O Rio e Goiás estão presos nesta teia. Estão presos em uma interpretação da lei dentro da ótica dos Chicago Boys. Para eles, os governadores (todos) são inconfiáveis. Já enrolaram muito as outras equipes econômicas. Servidores estaduais não merecem reposição salarial e, se ocorrer, só daqui a oito anos - apesar da lei não estabelecer isso. Para sobreviverem, que comam ovo, tirem os filhos das escolas particulares e passem a ir trabalhar a pé ou de bicicleta. Servidor é sinônimo de sanguessuga do estado. Corrigir ou repor salários de militares ou da polícia civil é crime. Na ótica da equipe econômica, já foi feito muito pelo Rio. A concessão do saneamento foi feita pela União e não pelo Estado. Vale lembrar que o BNDES trabalhava com uma modelagem mínima. As ações da CEDAE que estavam caucionadas à União nunca foram cobradas. Consideravam que a outorga deveria ser toda usada para pagar dívida. Durante a pandemia, o estado do Rio foi sangrado pela União, de forma impiedosa. Para o Estado foi uma fortuna e para a União, uma gota de água bem microscópica. Só que no meio do caminho havia um ministro e, por acaso, era presidente do STF, Luiz Fux, que restabeleceu a ordem por uma decisão judicial. Na verdade, nunca houve um festival de boa vontade. E sim um inconformismo com uma unidade federativa, que foi saqueada por governadores e, hoje, na visão deles, possui um que dificilmente será reeleito, apesar de comandar a maior aliança partidária, e chegar à eleição com 67% do tempo de televisão. Estariam arrumando a casa para entregar a Marcelo Freixo, assim eles pensam.

Quem está em uma encruzilhada é o presidente Jair Bolsonaro. Será a sua caneta bic que assinará a sentença de morte do estado que foi seu berço eleitoral, dos seus filhos e para onde deverá retornar. Depositar o futuro do Rio nas mãos de Gilmar Mendes ou de outro ministro do STF vai preservar o currículo da equipe econômica envolvida, mas trará um dolo eleitoral muito alto para o presidente, que, até agora, tenta a sua reeleição.

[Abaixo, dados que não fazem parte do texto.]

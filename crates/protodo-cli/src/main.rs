use std::ffi::OsString;

fn main() {
    let args: Vec<OsString> = std::env::args_os().collect();
    if let Err(err) = protodo_core::run(args) {
        eprintln!("error: {err:#}");
        std::process::exit(1);
    }
}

Na próxima quarta, 19, haverá em Brasília uma decisão final sobre este impasse. O juiz soberano será o Presidente da República. A equipe do Rio possui argumentos sustentáveis e que diferem da interpretação ortodoxa da equipe de Paulo Guedes. Nosso Kaizer da economia se sente confortável com a sua lógica e com o pensamento da sua equipe. Quem está em uma fila de supermercado, ou em um posto de gasolina para abastecer, pensa bem diferente. A história seria outra se, no meio deste mandato, não tivesse tido uma pandemia que fizesse o trem descarrilar e estraçalhar todos os manuais de um estado que encolhia. O estado teve de crescer para o Brasil não quebrar, e a pandemia ainda não acabou. O compromisso de Guedes é com a história, porém, o compromisso do eleitor é com a comida para os seus filhos. O caso do Rio pode ser o agente dessa ruptura. Afinal, é preciso confiar em quem apoia o Presidente, como é o caso do governador do Rio, que trabalha para a reeleição dos dois.